Stored items
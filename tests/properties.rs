//! Physical invariants checked over random inputs

use glam::Vec2;
use gravity_gauntlet::sim::interact::{Rules, hit_hazard};
use gravity_gauntlet::sim::{Ball, CollisionCtx, NoHooks, UpdateParams, handle_ball_collision, resolve_pairs};
use gravity_gauntlet::{DeformationSettings, PhysicsConfig};
use proptest::prelude::*;

const WIDTH: f32 = 800.0;
const HEIGHT: f32 = 600.0;

fn params<'a>(
    physics: &'a PhysicsConfig,
    deformation: &'a DeformationSettings,
    gravity: f32,
    max_velocity: f32,
) -> UpdateParams<'a> {
    UpdateParams {
        width: WIDTH,
        height: HEIGHT,
        gravity,
        max_velocity,
        now: 0.0,
        physics,
        deformation,
        exclusion: None,
        animate: true,
    }
}

fn kinetic_energy(balls: &[&Ball]) -> f32 {
    balls
        .iter()
        .map(|b| 0.5 * b.size * b.vel.length_squared())
        .sum()
}

proptest! {
    #[test]
    fn prop_velocity_never_exceeds_cap(
        x in 30.0f32..770.0,
        y in 30.0f32..570.0,
        vx in -80.0f32..80.0,
        vy in -80.0f32..80.0,
        size in 2.0f32..25.0,
        gravity in 0.0f32..2.0,
        max_velocity in 1.0f32..30.0,
        boosted in any::<bool>(),
        player in any::<bool>(),
    ) {
        let physics = PhysicsConfig { min_player_rebound: 4.0, ..PhysicsConfig::default() };
        let deformation = DeformationSettings::default();
        let mut ball = Ball::new(1, Vec2::new(x, y), Vec2::new(vx, vy), size);
        ball.is_player = player;
        if boosted {
            ball.speed_until = 1000.0;
        }
        let cap = ball.velocity_cap(max_velocity, 0.0);

        for _ in 0..5 {
            ball.update(&params(&physics, &deformation, gravity, max_velocity));
            prop_assert!(ball.vel.x.abs() <= cap + 1e-4, "vx {} cap {}", ball.vel.x, cap);
            prop_assert!(ball.vel.y.abs() <= cap + 1e-4, "vy {} cap {}", ball.vel.y, cap);
        }
    }

    #[test]
    fn prop_entity_stays_inside_canvas(
        x in 30.0f32..770.0,
        y in 30.0f32..570.0,
        vx in -40.0f32..40.0,
        vy in -40.0f32..40.0,
        size in 2.0f32..25.0,
    ) {
        let physics = PhysicsConfig::default();
        let deformation = DeformationSettings::default();
        let mut ball = Ball::new(1, Vec2::new(x, y), Vec2::new(vx, vy), size);
        for _ in 0..60 {
            ball.update(&params(&physics, &deformation, 0.4, 15.0));
            let r = ball.effective_radius();
            prop_assert!(ball.pos.x >= r && ball.pos.x <= WIDTH - r);
            prop_assert!(ball.pos.y >= r && ball.pos.y <= HEIGHT - r);
        }
    }

    #[test]
    fn prop_health_monotonic_and_non_negative(
        hits in proptest::collection::vec(-1.0f32..1.5, 1..20),
    ) {
        let rules = Rules { player: None, sandbox: false, despawn_animation: true, animate: true, now: 0.0 };
        let mut ball = Ball::new(1, Vec2::ZERO, Vec2::ZERO, 10.0);
        let mut previous = ball.health;
        for multiplier in hits {
            hit_hazard(&mut ball, multiplier, &rules);
            prop_assert!(ball.health <= previous);
            prop_assert!(ball.health >= 0.0);
            previous = ball.health;
        }
    }

    #[test]
    fn prop_no_residual_penetration(
        ax in 100.0f32..700.0,
        ay in 100.0f32..500.0,
        angle in 0.0f32..std::f32::consts::TAU,
        overlap in 0.05f32..0.95,
        ra in 3.0f32..30.0,
        rb in 3.0f32..30.0,
        va in (-10.0f32..10.0, -10.0f32..10.0),
        vb in (-10.0f32..10.0, -10.0f32..10.0),
        b_static in any::<bool>(),
    ) {
        let physics = PhysicsConfig::default();
        let deformation = DeformationSettings::default();
        let ctx = CollisionCtx { physics: &physics, deformation: &deformation, animate: true, health_enabled: true, now: 0.0 };

        let dist = (ra + rb) * (1.0 - overlap);
        let a = Ball::new(1, Vec2::new(ax, ay), Vec2::new(va.0, va.1), ra);
        let mut b = Ball::new(2, Vec2::new(ax, ay) + Vec2::from_angle(angle) * dist, Vec2::new(vb.0, vb.1), rb);
        b.is_static = b_static;
        let mut balls = vec![a, b];

        resolve_pairs(&mut balls, &ctx, &mut NoHooks);

        let separation = balls[0].pos.distance(balls[1].pos);
        prop_assert!(separation >= ra + rb - 1e-3, "separation {} radii {}", separation, ra + rb);
    }

    #[test]
    fn prop_collision_energy_non_increasing(
        ra in 3.0f32..30.0,
        rb in 3.0f32..30.0,
        va in (-10.0f32..10.0, -10.0f32..10.0),
        vb in (-10.0f32..10.0, -10.0f32..10.0),
        elasticity in 0.0f32..1.0,
    ) {
        let physics = PhysicsConfig { elasticity, ..PhysicsConfig::default() };
        let deformation = DeformationSettings::default();
        let ctx = CollisionCtx { physics: &physics, deformation: &deformation, animate: false, health_enabled: false, now: 0.0 };

        let mut a = Ball::new(1, Vec2::new(300.0, 300.0), Vec2::new(va.0, va.1), ra);
        let mut b = Ball::new(2, Vec2::new(300.0 + (ra + rb) * 0.9, 300.0), Vec2::new(vb.0, vb.1), rb);
        let before = kinetic_energy(&[&a, &b]);

        handle_ball_collision(&mut a, &mut b, &ctx);

        let after = kinetic_energy(&[&a, &b]);
        prop_assert!(after <= before * (1.0 + 1e-4) + 1e-3, "before {} after {}", before, after);
    }

    #[test]
    fn prop_wall_bounce_never_gains_speed(
        x in 30.0f32..770.0,
        y in 30.0f32..570.0,
        vx in -15.0f32..15.0,
        vy in -15.0f32..15.0,
        size in 2.0f32..25.0,
    ) {
        let physics = PhysicsConfig::default();
        let deformation = DeformationSettings::default();
        let mut ball = Ball::new(1, Vec2::new(x, y), Vec2::new(vx, vy), size);
        for _ in 0..30 {
            let before = ball.vel.length();
            ball.update(&params(&physics, &deformation, 0.0, 15.0));
            prop_assert!(ball.vel.length() <= before + 1e-4);
        }
    }

    #[test]
    fn prop_dropped_ball_never_climbs_above_drop_height(
        x in 30.0f32..770.0,
        y in 300.0f32..570.0,
        vx in -5.0f32..5.0,
        size in 2.0f32..25.0,
        gravity in 0.05f32..2.5,
    ) {
        let physics = PhysicsConfig::default();
        let deformation = DeformationSettings::default();
        let mut p = params(&physics, &deformation, gravity, 15.0);
        // Squash grows the collision radius; keep the height comparison pure
        p.animate = false;
        let mut ball = Ball::new(1, Vec2::new(x, y), Vec2::new(vx, 0.0), size);
        for _ in 0..400 {
            ball.update(&p);
            prop_assert!(ball.pos.y >= y - gravity - 1e-3, "y {} dropped from {}", ball.pos.y, y);
        }
    }
}
#[cfg(test)]
mod tests {
    use super::*;

    fn seeded(count: usize) -> GameState {
        let mut state = GameState::new(42);
        state.initialize(SeedOptions {
            count,
            ..SeedOptions::default()
        });
        state
    }

    #[test]
    fn test_initialize_places_inside_canvas() {
        let state = seeded(20);
        assert_eq!(state.entities.len(), 20);
        for ball in &state.entities {
            assert!(ball.pos.x >= ball.size && ball.pos.x <= 800.0 - ball.size);
            assert!(ball.pos.y >= ball.size && ball.pos.y <= 600.0 - ball.size);
            assert!((ball.vel.length() - 3.0).abs() < 1e-3);
            assert!(!ball.is_player);
        }
    }

    #[test]
    fn test_same_seed_same_world() {
        let a = seeded(5);
        let b = seeded(5);
        let pa: Vec<Vec2> = a.entities.iter().map(|e| e.pos).collect();
        let pb: Vec<Vec2> = b.entities.iter().map(|e| e.pos).collect();
        assert_eq!(pa, pb);
    }

    #[test]
    fn test_level_flags_first_entity_as_player() {
        let mut state = GameState::new(1);
        state.load_level(Level::default());
        state.initialize(SeedOptions {
            count: 3,
            starting_size: Some(25.0),
            ..SeedOptions::default()
        });
        assert!(state.entities[0].is_player);
        assert_eq!(state.entities[0].size, 25.0);
        assert_eq!(state.player_id(), Some(state.entities[0].id));
    }

    #[test]
    fn test_selected_takes_precedence() {
        let mut state = GameState::new(1);
        state.load_level(Level::default());
        state.initialize(SeedOptions {
            count: 3,
            ..SeedOptions::default()
        });
        let other = state.entities[2].id;
        state.selected = Some(other);
        assert_eq!(state.player_id(), Some(other));

        // A selection that no longer exists falls back to the flag
        state.remove_entity(other);
        assert_eq!(state.player_id(), Some(state.entities[0].id));
    }

    #[test]
    fn test_ids_never_reused() {
        let mut state = seeded(3);
        let last = state.entities[2].id;
        assert!(state.remove_entity(last));
        assert!(!state.remove_entity(last));
        let id = state.add_entity(EntitySpawn::new(10.0, 0.0, 800.0, 600.0));
        assert!(id > last);
        state.reset();
        assert!(state.entities.iter().all(|b| b.id > id));
    }

    #[test]
    fn test_add_static_entity_at_position() {
        let mut state = GameState::new(3);
        let id = state.add_entity(
            EntitySpawn::new(20.0, 5.0, 800.0, 600.0)
                .at(100.0, 200.0)
                .with_shape(Shape::Star)
                .fixed(),
        );
        let ball = state.entity(id).expect("added");
        assert_eq!(ball.pos, Vec2::new(100.0, 200.0));
        assert_eq!(ball.vel, Vec2::ZERO);
        assert_eq!(ball.shape, Shape::Star);
        assert!(ball.is_static);
    }

    #[test]
    fn test_update_entity_whitelist_and_clamps() {
        let mut state = GameState::new(3);
        let id = state.add_entity(EntitySpawn::new(10.0, 0.0, 800.0, 600.0).at(50.0, 50.0));
        state.entity_mut(id).expect("added").is_sleeping = true;

        let patch = EntityPatch {
            pos: Some(Vec2::new(300.0, 300.0)),
            vel: Some(Vec2::new(1.0, 2.0)),
            health: Some(250.0),
            opacity: Some(-1.0),
            size: Some(-4.0),
            ..EntityPatch::default()
        };
        assert!(state.update_entity(id, patch.clone(), false));
        let ball = state.entity(id).expect("present");
        assert_eq!(ball.pos, Vec2::new(50.0, 50.0));
        assert_eq!(ball.vel, Vec2::new(1.0, 2.0));
        assert_eq!(ball.health, MAX_HEALTH);
        assert_eq!(ball.opacity, 0.0);
        assert_eq!(ball.size, 10.0);
        assert!(!ball.is_sleeping);

        assert!(state.update_entity(id, patch, true));
        assert_eq!(state.entity(id).expect("present").pos, Vec2::new(300.0, 300.0));
        assert!(!state.update_entity(9999, EntityPatch::default(), true));
    }

    #[test]
    fn test_reset_restores_powerups_and_phase() {
        let level = Level::from_json(
            r#"{"type": "bulletHell", "timeLimitSec": 30,
                "powerups": [{"type": "health", "shape": "circle", "radius": 10, "x": 100, "y": 100}]}"#,
        )
        .expect("valid level");
        let mut state = GameState::new(9);
        state.load_level(level);
        state.initialize(SeedOptions {
            count: 2,
            ..SeedOptions::default()
        });
        assert_eq!(state.time_left_sec, Some(30.0));

        state.level_mut().expect("level").take_powerup(0);
        state.phase = GamePhase::Lost;
        state.score = 4;
        state.time_left_sec = Some(1.0);

        state.reset();
        assert_eq!(state.phase, GamePhase::Running);
        assert_eq!(state.score, 0);
        assert_eq!(state.time_left_sec, Some(30.0));
        assert_eq!(state.level().expect("level").powerups.len(), 1);
        assert_eq!(state.entities.len(), 2);
        assert!(state.entities[0].is_player);
    }

    #[test]
    fn test_resolved_cache_invalidation() {
        let level = Level::from_json(r#"{"goals": [{"shape": "circle", "radius": 20, "x": "center", "y": "center"}]}"#)
            .expect("valid level");
        let mut state = GameState::new(1);
        state.load_level(level);
        state.set_canvas_size(800.0, 600.0);
        assert_eq!(state.resolved_level().expect("resolved").goals[0].pos, Vec2::new(400.0, 300.0));

        state.set_canvas_size(1000.0, 600.0);
        assert_eq!(state.resolved_level().expect("resolved").goals[0].pos, Vec2::new(500.0, 300.0));
    }

    #[test]
    fn test_refresh_resolved_rebuilds_stale_cache() {
        let mut state = GameState::new(1);
        state.refresh_resolved();
        assert!(state.resolved.is_none());

        state.load_level(
            Level::from_json(r#"{"hazards": [{"shape": "circle", "radius": 5, "x": "right-10", "y": 50}]}"#)
                .expect("valid level"),
        );
        state.set_canvas_size(800.0, 600.0);
        state.refresh_resolved();
        assert_eq!(state.resolved.as_ref().expect("resolved").hazards[0].pos, Vec2::new(785.0, 50.0));

        state.set_canvas_size(400.0, 600.0);
        state.refresh_resolved();
        assert_eq!(state.resolved.as_ref().expect("resolved").hazards[0].pos, Vec2::new(385.0, 50.0));
    }

    #[test]
    fn test_jump_without_player_denied() {
        let mut state = seeded(2);
        assert_eq!(state.jump(&Settings::default()), JumpOutcome::Denied(Denied::NoPlayer));
    }
}
//! Frame scheduling: host timestamps to simulated frame deltas
//!
//! One simulation step runs per display refresh. A frame cap skips refreshes
//! that arrive too early, long gaps are clamped, and time spent paused never
//! reaches the simulation.

use crate::consts::MAX_FRAME_DELTA_MS;

/// Delta reported for the first frame after start or resume
pub const NOMINAL_FRAME_MS: f64 = 1000.0 / 60.0;

#[derive(Debug, Clone, Default)]
pub struct FrameClock {
    last_time: Option<f64>,
    min_frame_ms: f64,
    paused: bool,
    frames: u64,
}

impl FrameClock {
    pub fn new(max_fps: Option<u32>) -> Self {
        let mut clock = Self::default();
        clock.set_max_fps(max_fps);
        clock
    }

    /// Frame cap (None or 0 = uncapped)
    pub fn set_max_fps(&mut self, max_fps: Option<u32>) {
        self.min_frame_ms = match max_fps {
            Some(fps) if fps > 0 => 1000.0 / fps as f64,
            _ => 0.0,
        };
    }

    pub fn pause(&mut self) {
        if !self.paused {
            log::info!("Paused after {} frames", self.frames);
        }
        self.paused = true;
    }

    /// Resume; the paused gap is discarded
    pub fn resume(&mut self) {
        if self.paused {
            log::info!("Resumed");
        }
        self.paused = false;
        self.last_time = None;
    }

    pub fn is_paused(&self) -> bool {
        self.paused
    }

    /// Frames that produced a step
    pub fn frames(&self) -> u64 {
        self.frames
    }

    /// Delta in ms to simulate for a refresh at host time `now_ms`
    ///
    /// Returns None while paused or when the frame cap says to skip.
    pub fn frame(&mut self, now_ms: f64) -> Option<f64> {
        if self.paused || !now_ms.is_finite() {
            return None;
        }

        let dt = match self.last_time {
            None => NOMINAL_FRAME_MS,
            Some(last) => {
                let dt = now_ms - last;
                if dt < self.min_frame_ms {
                    return None;
                }
                dt.clamp(0.0, MAX_FRAME_DELTA_MS)
            }
        };

        self.last_time = Some(now_ms);
        self.frames += 1;
        Some(dt)
    }
}
//! Level interaction rules: hazards, goals and powerups
//!
//! The collision resolver decides *when* an entity touches a level object;
//! this module decides what that contact does to the entity and the game.

use super::entity::Ball;
use super::events::StepHooks;
use super::level::{Level, PowerupKind, ResolvedLevel, StaticKind};
use crate::consts::*;

/// Rule switches for hazard and goal contacts
#[derive(Debug, Clone, Copy)]
pub struct Rules {
    /// Id of the entity treated as the player
    pub player: Option<u32>,
    /// The player survives damage and goals
    pub sandbox: bool,
    /// Play the pop animation instead of removing immediately
    pub despawn_animation: bool,
    /// Use tweened timelines (false = linear fade fallback)
    pub animate: bool,
    pub now: f64,
}

impl Rules {
    pub fn is_player(&self, ball: &Ball) -> bool {
        self.player == Some(ball.id)
    }
}

/// What a hazard hit did
#[derive(Debug, Clone, Copy, PartialEq, Eq)]
pub enum HazardOutcome {
    Survived,
    /// Non-player removed on the spot
    RemoveNow,
    /// Non-player started its despawn animation
    Despawning,
    /// Player killed outside sandbox
    PlayerKilled,
}

/// What a goal contact did
#[derive(Debug, Clone, Copy, PartialEq, Eq)]
pub enum GoalOutcome {
    /// Non-player cleared: score it and remove it
    Scored,
    /// Player protected by an active shield (now consumed)
    ShieldAbsorbed,
    /// Player protected by sandbox rules
    Deflected,
    PlayerLost,
}

/// Damage an entity that touched a hazard. `multiplier * 100` HP is removed.
pub fn hit_hazard(ball: &mut Ball, multiplier: f32, rules: &Rules) -> HazardOutcome {
    let dead = ball.take_damage(multiplier.max(0.0) * 100.0);
    ball.flash_until = rules.now + HAZARD_FLASH_MS;
    if !dead {
        return HazardOutcome::Survived;
    }
    kill(ball, rules)
}

/// Decide what 0 health means for this entity
pub fn kill(ball: &mut Ball, rules: &Rules) -> HazardOutcome {
    if rules.is_player(ball) {
        if rules.sandbox {
            HazardOutcome::Survived
        } else {
            HazardOutcome::PlayerKilled
        }
    } else if ball.is_despawning {
        HazardOutcome::Despawning
    } else if rules.despawn_animation {
        ball.pop_and_despawn(rules.now, rules.animate);
        HazardOutcome::Despawning
    } else {
        HazardOutcome::RemoveNow
    }
}

/// Resolve an entity reaching a goal
pub fn reach_goal(ball: &mut Ball, rules: &Rules) -> GoalOutcome {
    if !rules.is_player(ball) {
        return GoalOutcome::Scored;
    }
    if ball.has_shield(rules.now) {
        ball.shield_until = 0.0;
        log::debug!("Ball {} shield absorbed a goal", ball.id);
        return GoalOutcome::ShieldAbsorbed;
    }
    if rules.sandbox {
        return GoalOutcome::Deflected;
    }
    GoalOutcome::PlayerLost
}

/// Apply a powerup effect to one entity
pub fn apply_powerup(ball: &mut Ball, kind: PowerupKind, now: f64) {
    match kind {
        PowerupKind::Shield => ball.shield_until = now + SHIELD_DURATION_MS,
        PowerupKind::Speed => ball.speed_until = now + SPEED_DURATION_MS,
        PowerupKind::Shrink => {
            // Re-shrinking only extends the timer
            if ball.shrink_until <= 0.0 {
                ball.base_size = ball.size;
                ball.size = (ball.base_size * SHRINK_FACTOR).max(1.0);
            }
            ball.shrink_until = now + SHRINK_DURATION_MS;
        }
        PowerupKind::Health => ball.heal(HEALTH_RESTORE),
    }
}

/// Pick up every powerup the player overlaps
///
/// Consumed powerups are removed from `level.powerups`; the resolved cache
/// goes stale and is rebuilt on the next step.
pub fn apply_powerup_pickups(
    balls: &mut [Ball],
    level: &mut Level,
    resolved: &ResolvedLevel,
    player: Option<u32>,
    now: f64,
    propagate_speed: bool,
    hooks: &mut dyn StepHooks,
) -> Vec<PowerupKind> {
    let Some(player_idx) = player.and_then(|id| balls.iter().position(|b| b.id == id)) else {
        return Vec::new();
    };
    if balls[player_idx].is_despawning {
        return Vec::new();
    }

    let (pos, radius) = {
        let p = &balls[player_idx];
        (p.pos, p.effective_radius())
    };

    let mut hits: Vec<(usize, PowerupKind)> = resolved
        .powerups
        .iter()
        .filter(|obj| obj.pos.distance(pos) < radius + obj.shape.bounding_radius())
        .filter_map(|obj| match obj.kind {
            StaticKind::Powerup(kind) => Some((obj.index, kind)),
            _ => None,
        })
        .collect();

    // Remove from the back so earlier indices stay valid
    hits.sort_by(|a, b| b.0.cmp(&a.0));

    let mut taken = Vec::with_capacity(hits.len());
    for (index, kind) in hits {
        if level.take_powerup(index).is_none() {
            continue;
        }
        let player_id = balls[player_idx].id;
        if kind == PowerupKind::Speed && propagate_speed {
            for ball in balls.iter_mut().filter(|b| !b.is_despawning) {
                apply_powerup(ball, kind, now);
            }
        } else {
            apply_powerup(&mut balls[player_idx], kind, now);
        }
        log::debug!("Ball {} picked up {:?}", player_id, kind);
        hooks.on_powerup(player_id, kind);
        taken.push(kind);
    }
    taken
}
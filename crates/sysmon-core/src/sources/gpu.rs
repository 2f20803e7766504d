//! NVIDIA GPU load, memory and temperature via `nvidia-smi`.
//!
//! Three outcomes are distinguished: the tool is missing, the tool runs but
//! finds no device, or at least one device reports. The first two mean "no
//! GPU" and yield `Ok(None)`.

use std::io::ErrorKind;
use std::time::Duration;

use super::helpers::{CommandOutput, run_command};
use super::{GpuReading, MetricSource};
use crate::error::SourceError;
use crate::snapshot::{GpuDevice, ResourceKind};

const NVIDIA_SMI: &str = "nvidia-smi";
const QUERY_ARGS: [&str; 2] = [
    "--query-gpu=index,name,utilization.gpu,memory.used,memory.total,temperature.gpu",
    "--format=csv,noheader,nounits",
];
const DEFAULT_TIMEOUT: Duration = Duration::from_secs(2);

pub struct GpuSource {
    timeout: Duration,
}

impl GpuSource {
    pub fn new() -> Self {
        Self {
            timeout: DEFAULT_TIMEOUT,
        }
    }

    pub fn with_timeout(timeout: Duration) -> Self {
        Self { timeout }
    }
}

impl Default for GpuSource {
    fn default() -> Self {
        Self::new()
    }
}

impl MetricSource for GpuSource {
    type Record = GpuReading;

    fn kind(&self) -> ResourceKind {
        ResourceKind::Gpu
    }

    fn sample(&mut self) -> Result<GpuReading, SourceError> {
        let output = match run_command(NVIDIA_SMI, &QUERY_ARGS, self.timeout) {
            Ok(out) => out,
            Err(e) if e.kind() == ErrorKind::NotFound => return Ok(None),
            Err(e) => {
                return Err(SourceError::Command {
                    command: NVIDIA_SMI,
                    reason: e.to_string(),
                });
            }
        };
        interpret_output(&output)
    }
}

fn interpret_output(output: &CommandOutput) -> Result<GpuReading, SourceError> {
    if !output.success {
        if reports_no_devices(&output.stdout) || reports_no_devices(&output.stderr) {
            return Ok(None);
        }
        let reason = if output.stderr.is_empty() {
            output.stdout.clone()
        } else {
            output.stderr.clone()
        };
        return Err(SourceError::Command {
            command: NVIDIA_SMI,
            reason,
        });
    }

    let devices = parse_nvidia_smi(&output.stdout)?;
    Ok((!devices.is_empty()).then_some(devices))
}

fn reports_no_devices(text: &str) -> bool {
    text.contains("No devices were found")
}

/// Parse `nvidia-smi --format=csv,noheader,nounits` rows of
/// `index, name, utilization %, memory used MiB, memory total MiB, temperature °C`.
///
/// Fields the driver reports as `[N/A]` become 0, or `None` for temperature.
pub fn parse_nvidia_smi(stdout: &str) -> Result<Vec<GpuDevice>, SourceError> {
    let mut devices = Vec::new();
    for line in stdout.lines().map(str::trim).filter(|l| !l.is_empty()) {
        if reports_no_devices(line) {
            continue;
        }
        let fields: Vec<&str> = line.split(',').map(str::trim).collect();
        if fields.len() < 6 {
            return Err(SourceError::Parse {
                what: "nvidia-smi row",
                raw: line.to_string(),
            });
        }
        let id = fields[0].parse::<u32>().map_err(|_| SourceError::Parse {
            what: "nvidia-smi gpu index",
            raw: line.to_string(),
        })?;
        let utilization = optional_number(fields[2]).unwrap_or(0.0);
        let memory_used = optional_number(fields[3]).unwrap_or(0.0);
        let memory_total = optional_number(fields[4]).unwrap_or(0.0);
        let temperature = optional_number(fields[5]);

        devices.push(GpuDevice::from_reading(
            id,
            fields[1],
            utilization / 100.0,
            memory_used,
            memory_total,
            temperature,
        ));
    }
    Ok(devices)
}

fn optional_number(field: &str) -> Option<f64> {
    field.parse::<f64>().ok().filter(|v| v.is_finite())
}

__Directions for this task__: Every line of the records that includes the word "Deflected" should be gathered.

__Expected answer__:
    Deflected,
        return GoalOutcome::Deflected;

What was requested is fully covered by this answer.